5. Plugging that into my constraint and solving for $\lambda$:

$$ x_i a_{j i} a_{j k} x_k = r^2 \\ \left(-\frac{1}{2\lambda a_{l\alpha}a_{l i}}\right)\left(-\frac{1}{2\lambda a_{m \alpha} a_{m k}}\right)a_{ji}a_{jk}=r^2\\ \frac{a_{j i}a_{j k}}{4 \lambda^2 a_{l\alpha} a_{m\alpha} a_{l i} a_{m k}}=r^2\\ \lambda=\pm\frac{1}{2r}\sqrt{\frac{a_{ji}a_{jk}}{a_{l\alpha}a_{m\alpha}a_{li}a_{mk}}}$$

6. Plugging that back into $x_\beta$

$$x_\beta = -\frac{1}{\pm\frac{1}{r}\sqrt{\frac{a_{ji}a_{jk}}{a_{l\alpha}a_{m\alpha}a_{li}a_{mk}}} a_{n\alpha} a_{n\beta}}\\ x_\beta=\mp\frac{r}{a_{n\alpha} a_{n\beta}}\sqrt{\frac{a_{l\alpha}a_{m\alpha}a_{li}a_{mk}}{a_{ji}a_{jk}}}$$

7. Sanity check, using $\alpha = \beta$ and $\mathbf{A}= \delta_{ij}$:

$$x_\alpha=\mp\frac{r}{\delta_{n\alpha}^2}\sqrt{\frac{\delta_{l\alpha}\delta_{m\alpha}\delta_{li}\delta_{mk}}{\delta_{ji}\delta_{jk}}}\\ x_\alpha=\mp\frac{r}{\delta_{nn}}\sqrt{\frac{\delta_{lm}\delta_{li}\delta_{mk}}{\delta_{ik}}}\\ x_\alpha=\mp\frac{r}{\delta_{nn}}\sqrt{\frac{\delta_{ik}}{\delta_{ik}}}\\ x_\alpha=\mp\frac{r}{\delta_{nn}}$$

This result is obviously incorrect: if $\mathbf{A}$ is the identity matrix, the result should simply be $x_\alpha=\pm r$ (and the other coordinates should all be $0$).

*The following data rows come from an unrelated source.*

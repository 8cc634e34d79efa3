//! Pump.fun Recovery Trader Library
//!
//! Tracks freshly minted bonding-curve tokens through their first pump,
//! screens the recovery after the first drawdown and manages one simulated
//! position with layered exits.

pub mod cli;
pub mod config;
pub mod engine;
pub mod error;
pub mod events;
pub mod position;
pub mod price;
pub mod safety;
pub mod stats;
pub mod strategy;
pub mod stream;
pub mod token;
pub mod trading;
pub mod wallet;

// Re-export commonly used types
pub use config::Config;
pub use engine::Engine;
pub use error::{Error, Result};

Though it's so close (just incorrect by a factor dependent on the dimension of the involved vectorspace) that I must assume what I did isn't complete nonsense. So, where did I go off-rails and what would be the correct way to do this?

Also, with all those indices, I have a hard time turning that result back into usual matrix notation. If that's possible, how would that look like then?

Answer 1

An alternative approach, if $A$ is invertible:

First consider the case when $A=I$. Then the problem is to maximize $u^Tx$ subject to $x^T x\le r^2$, where $u$ is a fixed vector ($e_\alpha$ in your case). By Cauchy-Schwarz, the solution is $x=ru/|u|$.

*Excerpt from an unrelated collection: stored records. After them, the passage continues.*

impl Engine {
    /// Build the engine and, when persistence is enabled, restore the last
    /// snapshot and start the snapshot writer.
    pub async fn new(
        config: Config,
        subscriptions: Arc<dyn SubscriptionControl>,
        cancel: CancellationToken,
        live: bool,
    ) -> Result<Self> {
        let events = EventBus::new(config.engine.event_bus_capacity);
        let inbound = Arc::new(BackpressureChannel::new(
            config.backpressure.channel_capacity,
            config.backpressure.drop_policy,
        ));

        let (store, snapshots, writer_task) = if config.persistence.enabled {
            let store = SnapshotStore::new(&config.persistence.dir);
            let writer = SnapshotWriter::new(
                store.clone(),
                config.persistence.clone(),
                events.clone(),
                cancel.clone(),
            );
            let (handle, task) = writer.spawn();
            (Some(store), Some(handle), Some(task))
        } else {
            (None, None, None)
        };

        let context = Arc::new(EngineContext::build(
            config,
            subscriptions,
            snapshots.clone(),
            events,
            cancel.clone(),
            live,
        ));

        if let Some(store) = &store {
            if let Some(position) = context.restore(store).await? {
                info!(mint = %position.mint, "Resuming open position");
            }
        }

        let intake = Arc::new(Intake {
            inbound: Arc::clone(&inbound),
            context: Arc::clone(&context),
        });

        Ok(Self {
            context,
            inbound,
            intake,
            snapshots,
            writer_task,
            cancel,
        })
    }

    pub fn context(&self) -> &Arc<EngineContext> {
        &self.context
    }

    pub fn events(&self) -> &EventBus {
        &self.context.events
    }

    pub fn intake(&self) -> Arc<Intake> {
        Arc::clone(&self.intake)
    }

    /// Route events until cancelled or until the intake is closed and empty
    pub async fn run(self) -> Result<EngineReport> {
        let config = self.context.config.current();
        self.context.subscriptions.subscribe_new_tokens().await?;

        let mut workers: HashMap<String, mpsc::Sender<TradeEvent>> = HashMap::new();
        let mut tasks = JoinSet::new();
        for mint in self.context.registry.mints() {
            self.spawn_worker(mint, &mut workers, &mut tasks);
        }

        let mut sweep = tokio::time::interval(Duration::from_millis(
            config.registry.sweep_interval_ms.max(1) as u64,
        ));
        let mut snapshot_timer =
            tokio::time::interval(Duration::from_millis(
                config.persistence.snapshot_interval_ms.max(1),
            ));

        info!(tokens = workers.len(), "Engine started");
        loop {
            tokio::select! {
                _ = self.cancel.cancelled() => {
                    info!("Shutdown requested");
                    break;
                }
                item = self.inbound.recv() => match item {
                    Some(item) => self.route(item.event, &mut workers, &mut tasks).await,
                    None => {
                        info!("Intake closed and drained");
                        break;
                    }
                },
                _ = sweep.tick() => {
                    for mint in self.context.tick().await {
                        workers.remove(&mint);
                    }
                }
                _ = snapshot_timer.tick() => {
                    if let Some(handle) = &self.snapshots {
                        handle.enqueue(self.context.positions.snapshot(self.context.now()).await);
                    }
                }
            }
        }

        self.shutdown(workers, tasks).await
    }

    async fn route(
        &self,
        event: FeedEvent,
        workers: &mut HashMap<String, mpsc::Sender<TradeEvent>>,
        tasks: &mut JoinSet<()>,
    ) {
        match event {
            FeedEvent::Create(create) => match self.context.on_create(&create).await {
                Ok(true) => self.spawn_worker(create.mint, workers, tasks),
                Ok(false) => {}
                Err(e) => self.context.report_error(&e, format!("create for {}", create.mint)),
            },
            FeedEvent::Trade(trade) => match workers.get(&trade.mint) {
                Some(worker) => {
                    if worker.send(trade).await.is_err() {
                        debug!("Token worker already stopped");
                    }
                }
                None => {
                    debug!(mint = %trade.mint, "Trade for unknown mint dropped");
                }
            },
        }
    }

    fn spawn_worker(
        &self,
        mint: String,
        workers: &mut HashMap<String, mpsc::Sender<TradeEvent>>,
        tasks: &mut JoinSet<()>,
    ) {
        let capacity = self.context.config.current().registry.token_channel_capacity;
        let (tx, mut rx) = mpsc::channel::<TradeEvent>(capacity.max(1));
        let context = Arc::clone(&self.context);
        let worker_mint = mint.clone();
        tasks.spawn(async move {
            while let Some(trade) = rx.recv().await {
                if let Err(e) = context.on_trade(&trade).await {
                    context.report_error(&e, format!("trade for {}", trade.mint));
                }
            }
            debug!(mint = %worker_mint, "Token worker stopped");
        });
        workers.insert(mint, tx);
    }

    async fn shutdown(
        self,
        workers: HashMap<String, mpsc::Sender<TradeEvent>>,
        mut tasks: JoinSet<()>,
    ) -> Result<EngineReport> {
        let config = self.context.config.current();
        self.inbound.close();
        drop(workers);

        let deadline = Duration::from_millis(config.engine.shutdown_deadline_ms);
        let drained = tokio::time::timeout(deadline, async {
            while tasks.join_next().await.is_some() {}
        })
        .await
        .is_ok();
        if !drained {
            warn!(
                deadline_ms = config.engine.shutdown_deadline_ms,
                "Workers still busy, cancelling"
            );
            self.cancel.cancel();
            tasks.abort_all();
            while tasks.join_next().await.is_some() {}
        }

        self.context.flush_missed();

        if let Some(handle) = &self.snapshots {
            handle.enqueue(self.context.positions.snapshot(self.context.now()).await);
            if let Err(e) = handle.flush().await {
                error!("Final snapshot failed: {}", e);
            }
        }
        if let Some(task) = self.writer_task {
            task.abort();
        }

        let report = EngineReport {
            wallet: self.context.positions.wallet().state().await,
            open_position: self.context.positions.active_position().await,
            analytics: self.context.analytics.snapshot(),
            tracked_tokens: self.context.registry.len(),
        };
        info!(
            balance_sol = format!("{:.4}", report.wallet.balance_sol),
            pnl_sol = format!("{:.4}", report.wallet.pnl_sol()),
            trades = report.analytics.total_trades,
            "Engine stopped"
        );
        Ok(report)
    }
}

For general invertible $A$, the problem is to maximize $u^Tx$ subject to $x^TA^TAx\le r^2$. Let $y=Ax$. Then the problem is to maximize $u^TA^{-1}y = (A^{-T}u)^Ty$ subject to $y^Ty\le r^2$. By the previous case, we want $y=r(A^{-T}u)/|A^{-T}u|$, and so $x=r((A^TA)^{-1}u)/|A^{-T}u|$.

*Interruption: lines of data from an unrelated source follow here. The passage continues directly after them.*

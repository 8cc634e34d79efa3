//! Trading module - simulated execution
//!
//! Nothing is submitted on-chain; fills are priced by the transaction
//! simulator with randomized latency and slippage.

pub mod simulation;

pub use simulation::{Execution, TxSimulator};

So, the tensor formalism is not really needed in this particular problem.

Answer 2

Note that $x^T A^T A x = (Ax)^T (Ax) = \lVert Ax \rVert^2$, so this is expressible as a norm. We expect the derivative to be something like $2A^T Ax$, which is what you have in the line $$ \frac{\partial L}{\partial x_l} = \delta_{\alpha l} + \lambda a_{jl}(a_{ji} x_i + a_{jk}x_k): $$ changing the indices, this is $$ \frac{\partial L}{\partial x_l} = \delta_{\alpha l} + 2\lambda a_{jl}a_{ji} x_i \tag{1} $$ Now, we want to solve for this being zero. Your key mistake is that we are summing over $i$ and $j$ in this formula, so you can't just divide by the matrix. Probably the easiest thing to do is jump back into vector notation, and then we can see what is going on. (1) is essentially the $l$th component of a vector equation. The delta is therefore the unit vector in the $\alpha$th direction, $e_{\alpha}$. The second term is $(A^T A x)_l$ using the usual rules of matrix algebra, and hence what you have to do is solve the matrix equation $$ A^T A x = e_{\alpha}. $$ If $A^T A$ is invertible, you obviously get the single point you want. If it is not invertible, the situation is worse, because the set $\lVert Ax \rVert^2=r^2$ is unbounded, and possibly there is no maximum (take $a_{11}=0 $ and $a_{12}=a_{21}=a_{22}=0$ for one pathalogical example).